Simplifying Fractions: 5/18 x 4/15
In this article, we will learn how to multiply two fractions and simplify the result. Specifically, we will focus on the multiplication of 5/18 and 4/15.
Multiplying Fractions
To multiply two fractions, we need to follow the rule:
a/b × c/d = (a × c) / (b × d)
In our case, we have:
5/18 × 4/15
Calculating the Product
Let's follow the rule:
(5 × 4) / (18 × 15)
First, we multiply the numerators (the numbers on top):
5 × 4 = 20
Next, we multiply the denominators (the numbers on the bottom):
18 × 15 = 270
Now, we can write the product as:
20/270
Simplifying the Fraction
To simplify the fraction, we need to find the greatest common divisor (GCD) of 20 and 270. The GCD is the largest number that divides both numbers without leaving a remainder.
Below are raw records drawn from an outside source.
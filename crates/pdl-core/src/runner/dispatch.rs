//! Serialized completion counting and delegate dispatch.

use std::sync::{Arc, Mutex, PoisonError};

use super::delegate::{JobOutcome, RunDelegate};
use super::error::TransferError;
use super::job::{Job, Subtask};

#[derive(Debug, Default)]
struct RunState {
    total: usize,
    completed: usize,
    failed: usize,
    interrupted: usize,
    finished: bool,
}

/// Owns the run counters and the delegate. Every callback goes through one
/// mutex so concurrent job slots never interleave delegate calls.
pub(crate) struct Dispatcher {
    delegate: Arc<dyn RunDelegate>,
    state: Mutex<RunState>,
}

impl Dispatcher {
    pub(crate) fn new(delegate: Arc<dyn RunDelegate>, total: usize) -> Self {
        Self {
            delegate,
            state: Mutex::new(RunState {
                total,
                ..RunState::default()
            }),
        }
    }

    fn lock(&self) -> std::sync::MutexGuard<'_, RunState> {
        self.state.lock().unwrap_or_else(PoisonError::into_inner)
    }

    pub(crate) fn progress(
        &self,
        job: &Job,
        subtask: &Subtask,
        progress: f64,
        error: Option<&TransferError>,
    ) {
        let _state = self.lock();
        self.delegate.on_progress(job, subtask, progress, error);
    }

    pub(crate) fn job_failed(&self, job: &Job, error: &TransferError) {
        let _state = self.lock();
        tracing::warn!(asset = job.asset_id(), "sub-task failed: {}", error);
        self.delegate.on_job_failed(job, error);
    }

    /// Count `job` as done and report aggregate progress (and run finish when due).
    pub(crate) fn job_completed(&self, job: &Job, outcome: JobOutcome) {
        let mut state = self.lock();
        if state.completed >= state.total {
            tracing::error!(asset = job.asset_id(), "job completed after run was already full");
            return;
        }
        state.completed += 1;
        match outcome {
            JobOutcome::Succeeded => {}
            JobOutcome::Failed => state.failed += 1,
            JobOutcome::Interrupted => state.interrupted += 1,
        }
        self.delegate.on_job_completed(job, outcome);
        self.delegate
            .on_aggregate_progress(state.completed, state.total);
        if state.completed == state.total && !state.finished {
            state.finished = true;
            tracing::info!(total = state.total, failed = state.failed, "run finished");
            self.delegate.on_run_finished();
        }
    }

    /// Finish a run that has no jobs at all.
    pub(crate) fn finish_empty(&self) {
        let mut state = self.lock();
        if state.total == 0 && !state.finished {
            state.finished = true;
            self.delegate.on_aggregate_progress(0, 0);
            self.delegate.on_run_finished();
        }
    }

    /// `(completed, failed, interrupted)` so far.
    pub(crate) fn counts(&self) -> (usize, usize, usize) {
        let state = self.lock();
        (state.completed, state.failed, state.interrupted)
    }
}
Using the Euclidean algorithm, we can find the GCD of 20 and 270:
GCD(20, 270) = 10
Now, we can divide both the numerator and the denominator by the GCD:
20 ÷ 10 = 2 270 ÷ 10 = 27
The simplified fraction is:
2/27
Conclusion
In conclusion, the product of 5/18 and 4/15 is 2/27. By following the rules of multiplying fractions and simplifying the result, we can obtain a simplified fraction that is easier to work with.
Remember, when multiplying fractions, it's essential to follow the rule and simplify the result to get the correct answer.